• [STORED DATA]
//! Protocol timing and resource options.
//!
//! One options struct is shared by the broker, workers and clients; each
//! component reads the knobs that concern its role.

use std::time::Duration;

/// Timing and resource options.
///
/// # Examples
///
/// ```
/// use majordome_core::options::MqOptions;
/// use std::time::Duration;
///
/// let opts = MqOptions::default()
///     .with_hb_interval(Duration::from_millis(200))
///     .with_worker_liveness(3);
/// ```
#[derive(Debug, Clone)]
pub struct MqOptions {
    /// Heartbeat interval.
    ///
    /// Drives the broker's liveness sweep and every worker's outbound
    /// heartbeat cadence. Default: 1 second.
    pub hb_interval: Duration,

    /// Missed heartbeat intervals before a worker presumes the broker dead
    /// and reconnects. Default: 3.
    pub worker_liveness: u32,

    /// Missed heartbeat intervals before the broker purges a silent
    /// worker. Default: 5.
    pub broker_liveness: u32,

    /// Initial reconnection delay after a worker loses its broker.
    /// Default: 5 seconds.
    pub reconnect_ivl: Duration,

    /// Maximum reconnection delay for exponential backoff. With the
    /// default (equal to `reconnect_ivl`) the backoff stays fixed.
    pub reconnect_ivl_max: Duration,

    /// Read buffer size in bytes for connection pumps. Default: 8 KiB.
    pub read_buffer_size: usize,

    /// Maximum size of a single wire frame. Default: 8 MiB.
    pub max_frame_size: usize,

    /// Maximum frames per multipart message. Default: 128.
    pub max_frames: usize,
}

impl Default for MqOptions {
    fn default() -> Self {
        Self {
            hb_interval: Duration::from_millis(1000),
            worker_liveness: 3,
            broker_liveness: 5,
            reconnect_ivl: Duration::from_millis(5000),
            reconnect_ivl_max: Duration::from_millis(5000),
            read_buffer_size: 8192,
            max_frame_size: 8 * 1024 * 1024,
            max_frames: 128,
        }
    }
}

impl MqOptions {
    /// Set the heartbeat interval.
    #[must_use]
    pub const fn with_hb_interval(mut self, interval: Duration) -> Self {
        self.hb_interval = interval;
        self
    }

    /// Set the worker-side liveness (missed intervals before reconnect).
    #[must_use]
    pub const fn with_worker_liveness(mut self, liveness: u32) -> Self {
        self.worker_liveness = liveness;
        self
    }

    /// Set the broker-side liveness (missed intervals before purge).
    #[must_use]
    pub const fn with_broker_liveness(mut self, liveness: u32) -> Self {
        self.broker_liveness = liveness;
        self
    }

    /// Set the initial reconnection delay.
    #[must_use]
    pub const fn with_reconnect_ivl(mut self, interval: Duration) -> Self {
        self.reconnect_ivl = interval;
        self
    }

    /// Set the maximum reconnection delay.
    #[must_use]
    pub const fn with_reconnect_ivl_max(mut self, interval: Duration) -> Self {
        self.reconnect_ivl_max = interval;
        self
    }

    /// Set the read buffer size.
    #[must_use]
    pub const fn with_read_buffer_size(mut self, size: usize) -> Self {
        self.read_buffer_size = size;
        self
    }

    /// Set the maximum wire frame size.
    #[must_use]
    pub const fn with_max_frame_size(mut self, size: usize) -> Self {
        self.max_frame_size = size;
        self
    }

    /// Set the maximum frames per multipart message.
    #[must_use]
    pub const fn with_max_frames(mut self, count: usize) -> Self {
        self.max_frames = count;
        self
    }

    /// How long a peer stays live without traffic, broker side.
    #[must_use]
    pub fn broker_expiry(&self) -> Duration {
        self.hb_interval * self.broker_liveness
    }

    /// How long the broker stays live without traffic, worker side.
    #[must_use]
    pub fn worker_expiry(&self) -> Duration {
        self.hb_interval * self.worker_liveness
    }
}
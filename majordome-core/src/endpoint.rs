//! Endpoint addressing for the broker transport.
//!
//! The transport runs over TCP only; endpoints are written `tcp://host:port`
//! (the scheme may be omitted).

use std::fmt;
use std::net::SocketAddr;
use std::str::FromStr;

use thiserror::Error;

/// Transport endpoint address.
#[derive(Debug, Clone, Copy, PartialEq, Eq, Hash)]
pub struct Endpoint(SocketAddr);

impl Endpoint {
    /// Parse an endpoint from a string.
    ///
    /// Accepted formats:
    /// - `tcp://127.0.0.1:5555`
    /// - `tcp://[::1]:5555` (IPv6)
    /// - `127.0.0.1:5555` (bare address)
    ///
    /// # Examples
    ///
    /// ```
    /// use majordome_core::endpoint::Endpoint;
    ///
    /// let a = Endpoint::parse("tcp://127.0.0.1:5555").unwrap();
    /// let b = Endpoint::parse("127.0.0.1:5555").unwrap();
    /// assert_eq!(a, b);
    /// ```
    pub fn parse(s: &str) -> Result<Self, EndpointError> {
        s.parse()
    }

    /// The socket address to dial or bind.
    #[inline]
    #[must_use]
    pub const fn addr(&self) -> SocketAddr {
        self.0
    }
}

impl From<SocketAddr> for Endpoint {
    fn from(addr: SocketAddr) -> Self {
        Self(addr)
    }
}

impl FromStr for Endpoint {
    type Err = EndpointError;

    fn from_str(s: &str) -> Result<Self, Self::Err> {
        let addr = s.strip_prefix("tcp://").unwrap_or(s);
        if addr.contains("://") {
            return Err(EndpointError::UnsupportedScheme(s.to_string()));
        }
        addr.parse::<SocketAddr>()
            .map(Endpoint)
            .map_err(|_| EndpointError::InvalidAddress(addr.to_string()))
    }
}

impl fmt::Display for Endpoint {
    fn fmt(&self, f: &mut fmt::Formatter<'_>) -> fmt::Result {
        write!(f, "tcp://{}", self.0)
    }
}

/// Errors that can occur when parsing endpoints.
#[derive(Debug, Error)]
pub enum EndpointError {
    #[error("Unsupported scheme in endpoint: {0} (only tcp:// is available)")]
    UnsupportedScheme(String),

    #[error("Invalid TCP address: {0}")]
    InvalidAddress(String),
}

#[cfg(test)]
mod tests {
    use super::*;

    #[test]
    fn parses_with_scheme() {
        let ep = Endpoint::parse("tcp://127.0.0.1:5555").unwrap();
        assert_eq!(ep.to_string(), "tcp://127.0.0.1:5555");
    }

    #[test]
    fn parses_bare_address() {
        let ep = Endpoint::parse("127.0.0.1:40000").unwrap();
        assert_eq!(ep.addr().port(), 40000);
    }

    #[test]
    fn parses_ipv6() {
        let ep = Endpoint::parse("tcp://[::1]:5555").unwrap();
        assert!(ep.addr().is_ipv6());
    }

    #[test]
    fn rejects_foreign_scheme() {
        assert!(matches!(
            Endpoint::parse("ipc:///tmp/sock"),
            Err(EndpointError::UnsupportedScheme(_))
        ));
    }

    #[test]
    fn rejects_missing_port() {
        assert!(matches!(
            Endpoint::parse("tcp://127.0.0.1"),
            Err(EndpointError::InvalidAddress(_))
        ));
    }
}
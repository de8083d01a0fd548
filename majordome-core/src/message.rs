//! Application payload codec.
//!
//! Every request and reply carries an `MqMessage`: an action identifier
//! plus a JSON-representable data mapping. On the wire the message is two
//! trailing frames, `[action, json(data)]`; everything in front of them
//! (protocol tag, service name, routing envelope) belongs to the broker
//! layer and is opaque to this codec.
//!
//! # Examples
//!
//! ```
//! use majordome_core::message::MqMessage;
//!
//! let msg = MqMessage::new("device.switch")
//!     .insert("device", 42)
//!     .insert("state", "on");
//!
//! let frames = msg.to_frames().unwrap();
//! assert_eq!(MqMessage::from_frames(&frames).unwrap(), msg);
//! ```

use bytes::Bytes;
use serde::{Deserialize, Serialize};
use serde_json::{Map, Value};
use thiserror::Error;

/// Payload codec errors
#[derive(Debug, Error)]
pub enum MessageError {
    /// The frames do not form a decodable payload
    #[error("Malformed envelope: {0}")]
    MalformedEnvelope(String),

    /// The data mapping could not be serialized
    #[error("Serialization error: {0}")]
    Serialize(#[from] serde_json::Error),
}

/// Result type alias for payload codec operations
pub type Result<T> = std::result::Result<T, MessageError>;

/// An action identifier plus a JSON-object data mapping.
#[derive(Debug, Clone, PartialEq, Default, Serialize, Deserialize)]
pub struct MqMessage {
    action: String,
    data: Map<String, Value>,
}

impl MqMessage {
    /// Create a message with an empty data mapping.
    pub fn new(action: impl Into<String>) -> Self {
        Self {
            action: action.into(),
            data: Map::new(),
        }
    }

    /// Create a message from an action and an existing data mapping.
    pub fn with_data(action: impl Into<String>, data: Map<String, Value>) -> Self {
        Self {
            action: action.into(),
            data,
        }
    }

    /// Add a key to the data mapping (builder style).
    #[must_use]
    pub fn insert(mut self, key: impl Into<String>, value: impl Into<Value>) -> Self {
        self.data.insert(key.into(), value.into());
        self
    }

    /// The action identifier.
    #[inline]
    pub fn action(&self) -> &str {
        &self.action
    }

    /// The data mapping.
    #[inline]
    pub const fn data(&self) -> &Map<String, Value> {
        &self.data
    }

    /// Look up a key in the data mapping.
    pub fn get(&self, key: &str) -> Option<&Value> {
        self.data.get(key)
    }

    /// Encode into `[action, json(data)]` frames.
    pub fn to_frames(&self) -> Result<Vec<Bytes>> {
        let json = serde_json::to_vec(&self.data)?;
        Ok(vec![
            Bytes::copy_from_slice(self.action.as_bytes()),
            Bytes::from(json),
        ])
    }

    /// Decode from frames produced by [`MqMessage::to_frames`].
    ///
    /// Requires at least two frames: a UTF-8 action and a JSON object.
    /// Trailing frames beyond the first two are ignored.
    pub fn from_frames(frames: &[Bytes]) -> Result<Self> {
        if frames.len() < 2 {
            return Err(MessageError::MalformedEnvelope(format!(
                "expected at least 2 frames, got {}",
                frames.len()
            )));
        }

        let action = std::str::from_utf8(&frames[0])
            .map_err(|_| MessageError::MalformedEnvelope("action is not UTF-8".into()))?
            .to_owned();

        let value: Value = serde_json::from_slice(&frames[1])
            .map_err(|e| MessageError::MalformedEnvelope(format!("bad JSON payload: {e}")))?;

        match value {
            Value::Object(data) => Ok(Self { action, data }),
            other => Err(MessageError::MalformedEnvelope(format!(
                "payload is not a JSON object: {other}"
            ))),
        }
    }
}

#[cfg(test)]
mod tests {
    use super::*;
    use serde_json::json;

    #[test]
    fn roundtrip_empty_mapping() {
        let msg = MqMessage::new("ping");
        let decoded = MqMessage::from_frames(&msg.to_frames().unwrap()).unwrap();
        assert_eq!(decoded, msg);
        assert_eq!(decoded.action(), "ping");
        assert!(decoded.data().is_empty());
    }

    #[test]
    fn roundtrip_nested_structures() {
        let msg = MqMessage::new("scenario.update")
            .insert("id", 7)
            .insert("enabled", true)
            .insert("threshold", 21.5)
            .insert("tags", json!(["heating", "ground-floor"]))
            .insert("schedule", json!({ "days": [1, 2, 3], "at": null }));

        let decoded = MqMessage::from_frames(&msg.to_frames().unwrap()).unwrap();
        assert_eq!(decoded, msg);
    }

    #[test]
    fn too_few_frames_is_malformed() {
        let err = MqMessage::from_frames(&[Bytes::from_static(b"ping")]).unwrap_err();
        assert!(matches!(err, MessageError::MalformedEnvelope(_)));
    }

    #[test]
    fn non_object_payload_is_malformed() {
        let frames = vec![Bytes::from_static(b"ping"), Bytes::from_static(b"[1,2]")];
        assert!(matches!(
            MqMessage::from_frames(&frames),
            Err(MessageError::MalformedEnvelope(_))
        ));
    }

    #[test]
    fn garbage_payload_is_malformed() {
        let frames = vec![Bytes::from_static(b"ping"), Bytes::from_static(b"{oops")];
        assert!(matches!(
            MqMessage::from_frames(&frames),
            Err(MessageError::MalformedEnvelope(_))
        ));
    }
}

• [TASK DIRECTIONS]
Of all the entries above, output exactly the lines between the one holding "pub const fn addr(&self)" and the one holding "fn from_str(s: &str)", inclusive.

• [EXERCISE SOLUTION]
    pub const fn addr(&self) -> SocketAddr {
        self.0
    }
}

impl From<SocketAddr> for Endpoint {
    fn from(addr: SocketAddr) -> Self {
        Self(addr)
    }
}

impl FromStr for Endpoint {
    type Err = EndpointError;

    fn from_str(s: &str) -> Result<Self, Self::Err> {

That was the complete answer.